A son tour, elle se décida à lui raconter une histoire (…). Elle lui demanda d’imaginer qu’il avait gagné un concours dont le prix serait le suivant. Chaque matin une banque lui ouvrirait un compte créditeur de 86 400 dollars. Mais tout jeu ayant ses règles celui-ci en aurait deux :

– La première règle est que tout ce que tu n’as pas dépensé dans la journée t’est enlevé le soir (…), mais chaque matin au réveil, la banque te rouvre un nouveau compte, avec de nouveau 86 400 dollars, pour la journée.
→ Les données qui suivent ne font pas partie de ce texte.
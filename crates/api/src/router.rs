//! Shared application router builder.
//!
//! Provides [`build_app_router`] so both the production binary (`main.rs`)
//! and integration tests (`tests/common/mod.rs`) use the exact same middleware
//! stack.

use std::time::Duration;

use axum::http::header::{AUTHORIZATION, CONTENT_TYPE, RETRY_AFTER};
use axum::http::{HeaderName, HeaderValue, Method, StatusCode};
use axum::Router;
use tower_http::catch_panic::CatchPanicLayer;
use tower_http::cors::CorsLayer;
use tower_http::request_id::{MakeRequestUuid, PropagateRequestIdLayer, SetRequestIdLayer};
use tower_http::services::ServeDir;
use tower_http::timeout::TimeoutLayer;
use tower_http::trace::{DefaultMakeSpan, DefaultOnResponse, TraceLayer};
use tracing::Level;

use crate::config::{ConfigError, ServerConfig};
use crate::middleware::auth::X_API_KEY;
use crate::response::{X_RATELIMIT_LIMIT, X_RATELIMIT_REMAINING, X_RATELIMIT_RESET};
use crate::routes;
use crate::state::AppState;
use crate::storage::FILES_ROUTE;

/// Build the full application [`Router`] with all middleware layers.
///
/// The middleware stack is applied bottom-up:
///
/// 1. CORS
/// 2. Set request ID on incoming requests
/// 3. Structured request/response tracing
/// 4. Propagate request ID to response
/// 5. Request timeout
/// 6. Panic recovery (catch panics, return 500)
pub fn build_app_router(state: AppState, config: &ServerConfig) -> Result<Router, ConfigError> {
    let cors = build_cors_layer(config)?;
    let request_id_header = HeaderName::from_static("x-request-id");

    Ok(Router::new()
        // Health check at root level (not under /api/v1).
        .merge(routes::health::router())
        // API v1 routes.
        .nest("/api/v1", routes::api_routes())
        // Rendered output written by the local storage sink.
        .nest_service(FILES_ROUTE, ServeDir::new(&config.storage_dir))
        // -- Middleware stack (applied bottom-up) --
        .layer(CatchPanicLayer::new())
        .layer(TimeoutLayer::with_status_code(
            StatusCode::REQUEST_TIMEOUT,
            Duration::from_secs(config.request_timeout_secs),
        ))
        .layer(PropagateRequestIdLayer::new(request_id_header.clone()))
        .layer(
            TraceLayer::new_for_http()
                .make_span_with(DefaultMakeSpan::new().level(Level::INFO))
                .on_response(DefaultOnResponse::new().level(Level::INFO)),
        )
        .layer(SetRequestIdLayer::new(request_id_header, MakeRequestUuid))
        .layer(cors)
        .with_state(state))
}

/// Build the CORS middleware layer from server configuration.
pub fn build_cors_layer(config: &ServerConfig) -> Result<CorsLayer, ConfigError> {
    let origins = config
        .cors_origins
        .iter()
        .map(|o| {
            o.parse::<HeaderValue>().map_err(|e| ConfigError::Invalid {
                name: "CORS_ORIGINS",
                value: o.clone(),
                reason: e.to_string(),
            })
        })
        .collect::<Result<Vec<_>, _>>()?;

    Ok(CorsLayer::new()
        .allow_origin(origins)
        .allow_methods([Method::GET, Method::POST])
        .allow_headers([
            CONTENT_TYPE,
            AUTHORIZATION,
            HeaderName::from_static(X_API_KEY),
        ])
        .expose_headers([
            X_RATELIMIT_LIMIT,
            X_RATELIMIT_REMAINING,
            X_RATELIMIT_RESET,
            RETRY_AFTER,
        ])
        .allow_credentials(true)
        .max_age(Duration::from_secs(3600)))
}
– Deuxième règle : la banque peut interrompre ce petit jeu sans préavis ; à n’importe quel moment elle peut te dire qu’elle ferme le compte et qu’il n’y en aura pas d’autre. Qu’est-ce tu ferais ?

(…) Il répondit spontanément qu’il dépenserait chaque dollar à se faire plaisir, et à offrir quantité de cadeaux aux gens qu’il aimait. Il ferait en sorte d’utiliser chaque quarter offert par cette « banque magique » pour apporter du bonheur dans sa vie  et dans celle de ceux qui l’entouraient, « même auprès de ceux que je ne connais pas d’ailleurs, parce que je ne crois pas que je pourrais dépenser pour moi et mes proches 86 400 dollars par jour, mais où veux-tu en venir ? » Elle répondit : « Cette banque magique nous l’avons tous, c’est le temps ! La corne d’abondance des secondes qui s’égrènent ! »

Chaque seconde, au réveil, nous sommes crédités de 86 400 secondes de vie pour la journée, et lorsque nous nous endormons le soir il n’y a pas de report à nouveau, ce qui n’a pas été vécu dans la journée est perdu, hier vient de passer. Chaque matin cette magie recommence, nous sommes recrédités de 86 400 secondes de vie, et nous jouons avec cette règle incontournable : la banque peut fermer notre compte à n’importe quel moment, sans préavis : à tout moment la vie peut s’arrêter. Alors qu’en faisons-nous de nos 86400 secondes quotidiennes ? « Cela n’est-il pas plus important que des dollars, des secondes de vie ? »

Une lecture qui laisse longtemps après sa fin un bon goût à l’esprit.